-- Records provided follows --

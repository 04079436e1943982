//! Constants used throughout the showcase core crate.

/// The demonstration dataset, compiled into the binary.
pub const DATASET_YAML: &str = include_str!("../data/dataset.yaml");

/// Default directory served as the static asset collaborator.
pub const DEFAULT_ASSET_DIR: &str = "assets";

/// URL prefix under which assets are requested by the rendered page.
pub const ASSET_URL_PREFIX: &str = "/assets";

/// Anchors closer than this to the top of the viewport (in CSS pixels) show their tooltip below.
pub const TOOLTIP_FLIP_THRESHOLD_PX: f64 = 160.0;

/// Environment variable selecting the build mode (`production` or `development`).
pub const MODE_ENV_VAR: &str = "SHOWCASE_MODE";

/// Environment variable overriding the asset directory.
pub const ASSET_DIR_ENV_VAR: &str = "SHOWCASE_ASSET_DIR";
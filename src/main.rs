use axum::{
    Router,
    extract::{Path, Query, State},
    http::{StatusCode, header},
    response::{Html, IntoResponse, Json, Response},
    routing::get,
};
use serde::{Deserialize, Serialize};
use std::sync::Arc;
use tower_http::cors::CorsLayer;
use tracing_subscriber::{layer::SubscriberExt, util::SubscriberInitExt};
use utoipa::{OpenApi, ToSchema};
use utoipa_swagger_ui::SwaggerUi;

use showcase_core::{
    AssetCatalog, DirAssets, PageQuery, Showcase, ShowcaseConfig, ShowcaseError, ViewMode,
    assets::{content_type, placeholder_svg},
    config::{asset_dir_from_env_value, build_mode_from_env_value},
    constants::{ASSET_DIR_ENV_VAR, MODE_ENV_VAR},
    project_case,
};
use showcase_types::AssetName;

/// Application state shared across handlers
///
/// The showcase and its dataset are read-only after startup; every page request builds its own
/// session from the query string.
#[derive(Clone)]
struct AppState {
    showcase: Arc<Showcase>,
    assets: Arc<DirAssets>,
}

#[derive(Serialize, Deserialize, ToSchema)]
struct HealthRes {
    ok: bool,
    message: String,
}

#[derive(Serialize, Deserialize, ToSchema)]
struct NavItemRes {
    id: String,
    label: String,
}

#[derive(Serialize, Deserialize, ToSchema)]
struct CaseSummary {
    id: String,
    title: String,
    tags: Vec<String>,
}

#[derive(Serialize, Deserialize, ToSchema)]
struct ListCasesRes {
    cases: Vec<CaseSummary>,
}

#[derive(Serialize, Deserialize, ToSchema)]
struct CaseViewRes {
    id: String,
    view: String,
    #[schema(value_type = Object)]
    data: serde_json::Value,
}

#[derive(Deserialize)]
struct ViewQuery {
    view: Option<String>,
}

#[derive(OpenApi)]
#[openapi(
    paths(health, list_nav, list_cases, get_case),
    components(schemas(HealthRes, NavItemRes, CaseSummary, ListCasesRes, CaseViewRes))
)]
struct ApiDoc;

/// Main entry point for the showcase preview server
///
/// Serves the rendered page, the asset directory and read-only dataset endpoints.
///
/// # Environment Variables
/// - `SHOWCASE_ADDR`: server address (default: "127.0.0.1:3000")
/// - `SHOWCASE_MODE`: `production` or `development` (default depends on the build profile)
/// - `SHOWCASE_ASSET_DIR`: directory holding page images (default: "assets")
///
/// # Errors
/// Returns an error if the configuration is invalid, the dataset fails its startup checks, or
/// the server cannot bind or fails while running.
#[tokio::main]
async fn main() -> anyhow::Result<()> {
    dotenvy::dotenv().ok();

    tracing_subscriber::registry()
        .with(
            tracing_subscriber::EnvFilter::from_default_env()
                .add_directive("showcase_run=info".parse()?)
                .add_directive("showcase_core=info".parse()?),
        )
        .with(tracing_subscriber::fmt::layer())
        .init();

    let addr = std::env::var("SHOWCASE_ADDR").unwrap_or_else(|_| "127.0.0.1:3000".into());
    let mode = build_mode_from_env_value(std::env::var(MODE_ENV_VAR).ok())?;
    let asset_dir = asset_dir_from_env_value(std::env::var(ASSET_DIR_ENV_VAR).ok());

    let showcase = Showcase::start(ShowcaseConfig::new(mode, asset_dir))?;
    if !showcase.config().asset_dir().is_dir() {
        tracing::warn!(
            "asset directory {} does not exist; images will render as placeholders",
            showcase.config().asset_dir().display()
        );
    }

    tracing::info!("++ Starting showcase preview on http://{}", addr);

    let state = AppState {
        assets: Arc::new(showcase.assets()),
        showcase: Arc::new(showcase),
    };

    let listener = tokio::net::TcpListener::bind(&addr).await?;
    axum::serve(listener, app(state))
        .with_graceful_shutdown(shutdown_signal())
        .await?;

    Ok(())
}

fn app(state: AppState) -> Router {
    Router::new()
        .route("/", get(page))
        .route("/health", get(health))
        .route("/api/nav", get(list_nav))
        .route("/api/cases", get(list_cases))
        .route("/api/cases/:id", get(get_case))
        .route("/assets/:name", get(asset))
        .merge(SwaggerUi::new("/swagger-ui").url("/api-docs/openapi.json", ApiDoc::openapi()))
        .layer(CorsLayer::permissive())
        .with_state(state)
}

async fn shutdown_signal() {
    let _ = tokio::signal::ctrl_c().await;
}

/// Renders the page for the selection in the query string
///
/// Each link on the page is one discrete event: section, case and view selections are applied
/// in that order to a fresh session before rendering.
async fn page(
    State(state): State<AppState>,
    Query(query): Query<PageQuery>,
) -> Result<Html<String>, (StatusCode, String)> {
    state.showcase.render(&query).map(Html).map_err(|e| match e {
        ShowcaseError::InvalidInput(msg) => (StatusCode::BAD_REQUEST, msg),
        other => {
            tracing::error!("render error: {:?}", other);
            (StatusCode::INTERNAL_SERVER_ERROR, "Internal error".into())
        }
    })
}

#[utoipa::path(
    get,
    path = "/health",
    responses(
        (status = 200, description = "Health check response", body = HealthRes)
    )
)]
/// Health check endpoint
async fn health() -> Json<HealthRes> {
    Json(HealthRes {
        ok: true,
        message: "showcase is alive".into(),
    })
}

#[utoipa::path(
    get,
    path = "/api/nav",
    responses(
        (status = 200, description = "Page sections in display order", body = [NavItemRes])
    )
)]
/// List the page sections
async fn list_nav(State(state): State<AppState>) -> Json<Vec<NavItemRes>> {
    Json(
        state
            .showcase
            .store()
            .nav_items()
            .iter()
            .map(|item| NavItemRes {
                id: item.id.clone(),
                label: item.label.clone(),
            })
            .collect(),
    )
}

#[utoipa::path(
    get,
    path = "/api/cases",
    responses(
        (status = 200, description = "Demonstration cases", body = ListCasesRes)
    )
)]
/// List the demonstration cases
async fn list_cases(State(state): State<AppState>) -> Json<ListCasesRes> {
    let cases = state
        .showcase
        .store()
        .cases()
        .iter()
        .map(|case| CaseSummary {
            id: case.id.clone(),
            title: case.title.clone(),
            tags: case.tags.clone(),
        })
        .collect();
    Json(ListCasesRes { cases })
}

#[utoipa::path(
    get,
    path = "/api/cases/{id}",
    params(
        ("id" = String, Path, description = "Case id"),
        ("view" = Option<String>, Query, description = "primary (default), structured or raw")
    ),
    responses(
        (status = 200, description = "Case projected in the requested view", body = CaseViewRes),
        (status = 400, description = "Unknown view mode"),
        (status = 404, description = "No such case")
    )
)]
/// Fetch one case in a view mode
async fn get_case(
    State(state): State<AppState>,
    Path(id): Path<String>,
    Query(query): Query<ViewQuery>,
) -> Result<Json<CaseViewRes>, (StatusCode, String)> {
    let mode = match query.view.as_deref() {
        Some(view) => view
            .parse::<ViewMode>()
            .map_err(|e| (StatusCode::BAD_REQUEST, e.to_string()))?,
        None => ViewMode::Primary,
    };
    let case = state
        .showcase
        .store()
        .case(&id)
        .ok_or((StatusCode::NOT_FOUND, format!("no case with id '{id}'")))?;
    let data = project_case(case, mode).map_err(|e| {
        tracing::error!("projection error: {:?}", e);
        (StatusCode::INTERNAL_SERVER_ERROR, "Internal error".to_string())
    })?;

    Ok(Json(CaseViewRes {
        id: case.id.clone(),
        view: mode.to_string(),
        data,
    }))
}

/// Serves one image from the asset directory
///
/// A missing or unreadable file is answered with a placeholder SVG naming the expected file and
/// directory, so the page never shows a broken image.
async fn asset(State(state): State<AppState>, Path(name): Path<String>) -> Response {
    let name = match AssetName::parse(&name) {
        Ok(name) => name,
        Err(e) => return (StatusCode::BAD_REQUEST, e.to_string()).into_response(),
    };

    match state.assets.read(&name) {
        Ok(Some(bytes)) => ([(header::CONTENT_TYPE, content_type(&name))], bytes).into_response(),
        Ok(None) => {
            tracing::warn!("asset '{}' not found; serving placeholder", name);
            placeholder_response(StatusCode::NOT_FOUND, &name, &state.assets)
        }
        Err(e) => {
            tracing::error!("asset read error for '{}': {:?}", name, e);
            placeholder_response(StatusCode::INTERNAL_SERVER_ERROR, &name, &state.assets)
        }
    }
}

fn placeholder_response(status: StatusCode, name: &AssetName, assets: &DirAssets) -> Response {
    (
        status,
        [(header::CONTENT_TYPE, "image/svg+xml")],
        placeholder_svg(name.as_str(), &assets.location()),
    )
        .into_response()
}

-- Records provided concluded --

**Your assignment**
Search the data for the string "fails". List each line that has it.

**Answer space**
/// Returns an error if the configuration is invalid, the dataset fails its startup checks, or
/// the server cannot bind or fails while running.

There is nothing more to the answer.